Comparing profitability and valuations
Starbucks' GAAP (generally accepted accounting principles) earnings rose 4% in 2016, and its non-GAAP earnings (which exclude currency impacts, stock-based compensation, acquisitions, divestments, and other charges) rose 17%; the company expects its non-GAAP earnings to rise 12% this year. PepsiCo's GAAP earnings rose 19% in 2016, and its non-GAAP "core" earnings rose 9%; the company expects its core earnings to improve 8% this year.
Starbucks currently trades at 29 times earnings, which is higher than the S&P 500's price-to-earnings ratio of 25, but lower than the industry average of 38 for specialty eateries. PepsiCo trades at 25 times earnings, which matches the market's multiple, but is notably higher than the industry average of 24 for soft-drink companies.
Looking further ahead, analysts expect Starbucks to grow its earnings at an average rate of 15% over the next five years. PepsiCo is expected to post 6% earnings growth during that period. Those estimates give Starbucks a 5-year PEG (price/earnings to growth) ratio of 1.7 and PepsiCo a PEG ratio of 3.4. Since a PEG ratio under 1 is considered "undervalued," neither Starbucks nor PepsiCo looks particularly cheap. However, Starbucks looks cheaper relative to its long-term growth potential -- if analyst estimates prove accurate.
Which company is more shareholder-friendly?
Starbucks spent 41% of its free cash flow on dividends over the past 12 months; buybacks used up 66% of its FCF, with the difference covered by debt. PepsiCo adequately covered both its dividends and buybacks with its FCF -- it spent 57% on dividends and 41% on buybacks over the past 12 months.
Starbucks currently pays a forward yield of 1.6%, and it's raised that payout annually for six straight years. PepsiCo has a forward yield of 2.7%, and it's hiked that dividend annually for over four decades -- making it an elite "Dividend Aristocrat."
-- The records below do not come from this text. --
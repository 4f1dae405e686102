//! Error Types for FlashStack Protocol
//!
//! Every public operation returns a definite [`FlashStackResult`]. The
//! numeric codes are part of the external interface and match
//! [`crate::constants::error_codes`].

use core::fmt;

use crate::constants::error_codes as codes;
use crate::types::Principal;

/// Result type alias for FlashStack operations
pub type FlashStackResult<T> = Result<T, FlashStackError>;

/// Main error enum for all FlashStack protocol errors
#[derive(Debug, Clone, PartialEq, Eq)]
pub enum FlashStackError {
    // ============ Eligibility Errors ============
    /// Borrower's locked collateral is below 300% of the loan
    NotEnoughCollateral { locked: u64, required: u64 },

    /// Collateral oracle could not answer
    CollateralQueryFailed,

    // ============ Settlement Errors ============
    /// Burning principal plus fee failed
    LoanRepaymentFailed { owed: u64, available: u64 },

    /// Receiver signalled failure or did not make repayment available
    ReceiverCallbackFailed,

    // ============ Authorization Errors ============
    /// Caller is not the protocol admin
    Unauthorized,

    /// Receiver is not on the whitelist
    ReceiverNotApproved { receiver: Principal },

    // ============ Amount Errors ============
    /// Invalid amount provided
    InvalidAmount { amount: u64, reason: AmountErrorReason },

    // ============ Circuit Breaker Errors ============
    /// Protocol is paused
    Paused,

    /// Loan exceeds the single-loan ceiling
    LoanTooLarge { amount: u64, maximum: u64 },

    /// Loan would push the block's cumulative volume over the ceiling
    BlockVolumeExceeded {
        block_height: u64,
        current: u64,
        requested: u64,
        maximum: u64,
    },

    // ============ Ledger Errors ============
    /// Caller may not mint, burn or move these tokens
    TokenNotAuthorized,

    /// Balance too small (or amount zero) for a ledger operation
    TokenInsufficientBalance { available: u64, requested: u64 },
}

/// Reasons for amount-related errors
#[derive(Debug, Clone, Copy, PartialEq, Eq)]
pub enum AmountErrorReason {
    /// Amount is zero when non-zero required
    Zero,
    /// Amount exceeds a hard bound
    TooLarge,
}

impl FlashStackError {
    /// Stable numeric error code
    pub fn code(&self) -> u32 {
        match self {
            Self::NotEnoughCollateral { .. } => codes::NOT_ENOUGH_COLLATERAL,
            Self::LoanRepaymentFailed { .. } => codes::LOAN_REPAYMENT_FAILED,
            Self::Unauthorized => codes::UNAUTHORIZED,
            Self::ReceiverCallbackFailed => codes::RECEIVER_CALLBACK_FAILED,
            Self::InvalidAmount { .. } => codes::INVALID_AMOUNT,
            Self::Paused => codes::PAUSED,
            Self::ReceiverNotApproved { .. } => codes::RECEIVER_NOT_APPROVED,
            Self::LoanTooLarge { .. } => codes::LOAN_TOO_LARGE,
            Self::BlockVolumeExceeded { .. } => codes::BLOCK_VOLUME_EXCEEDED,
            Self::CollateralQueryFailed => codes::COLLATERAL_QUERY_FAILED,
            Self::TokenNotAuthorized => codes::TOKEN_NOT_AUTHORIZED,
            Self::TokenInsufficientBalance { .. } => codes::TOKEN_INSUFFICIENT_BALANCE,
        }
    }

    /// Symbolic name for logging/debugging
    pub fn name(&self) -> &'static str {
        match self {
            Self::NotEnoughCollateral { .. } => "ERR_NOT_ENOUGH_COLLATERAL",
            Self::LoanRepaymentFailed { .. } => "ERR_LOAN_REPAYMENT_FAILED",
            Self::Unauthorized => "ERR_UNAUTHORIZED",
            Self::ReceiverCallbackFailed => "ERR_RECEIVER_CALLBACK_FAILED",
            Self::InvalidAmount { .. } => "ERR_INVALID_AMOUNT",
            Self::Paused => "ERR_PAUSED",
            Self::ReceiverNotApproved { .. } => "ERR_RECEIVER_NOT_APPROVED",
            Self::LoanTooLarge { .. } => "ERR_LOAN_TOO_LARGE",
            Self::BlockVolumeExceeded { .. } => "ERR_BLOCK_VOLUME_EXCEEDED",
            Self::CollateralQueryFailed => "ERR_COLLATERAL_QUERY_FAILED",
            Self::TokenNotAuthorized => "ERR_NOT_AUTHORIZED",
            Self::TokenInsufficientBalance { .. } => "ERR_INSUFFICIENT_BALANCE",
        }
    }

    /// Human-readable message for this error
    pub fn message(&self) -> &'static str {
        error_message(self.code()).unwrap_or("Unknown error")
    }
}

/// Message catalogue keyed by numeric code
pub fn error_message(code: u32) -> Option<&'static str> {
    let message = match code {
        codes::NOT_ENOUGH_COLLATERAL => "Not enough collateral locked",
        codes::LOAN_REPAYMENT_FAILED => "Loan repayment failed",
        codes::UNAUTHORIZED => "Unauthorized: admin access required",
        codes::RECEIVER_CALLBACK_FAILED => "Receiver callback failed",
        codes::INVALID_AMOUNT => "Invalid amount: must be greater than zero",
        codes::PAUSED => "Protocol is paused",
        codes::RECEIVER_NOT_APPROVED => "Receiver contract not approved",
        codes::LOAN_TOO_LARGE => "Loan exceeds single-loan limit",
        codes::BLOCK_VOLUME_EXCEEDED => "Block volume limit exceeded",
        codes::COLLATERAL_QUERY_FAILED => "Collateral query failed",
        codes::TOKEN_NOT_AUTHORIZED => "Token operation not authorized",
        codes::TOKEN_INSUFFICIENT_BALANCE => "Insufficient token balance",
        _ => return None,
    };
    Some(message)
}

impl fmt::Display for FlashStackError {
    fn fmt(&self, f: &mut fmt::Formatter<'_>) -> fmt::Result {
        write!(f, "u{}: {}", self.code(), self.message())
    }
}

#[cfg(feature = "std")]
impl std::error::Error for FlashStackError {}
By those measures, PepsiCo looks like the better play for investors who value sustainable buybacks and dividends.
The winner: PepsiCo
Starbucks isn't a bad investment, but its high-growth days are over, and certain big bets -- like the Chinese market and its digital expansion -- could backfire if they're not properly executed. Its valuation looks cheaper than PepsiCo's on a forward basis, but the market for premium coffee chains could wither quickly during prolonged economic downturns.
PepsiCo's business isn't exciting, but it's better diversified and doesn't depend on lopsided bets, and the stock pays a better dividend. Therefore, I believe that PepsiCo is a better long-term play than Starbucks at current prices.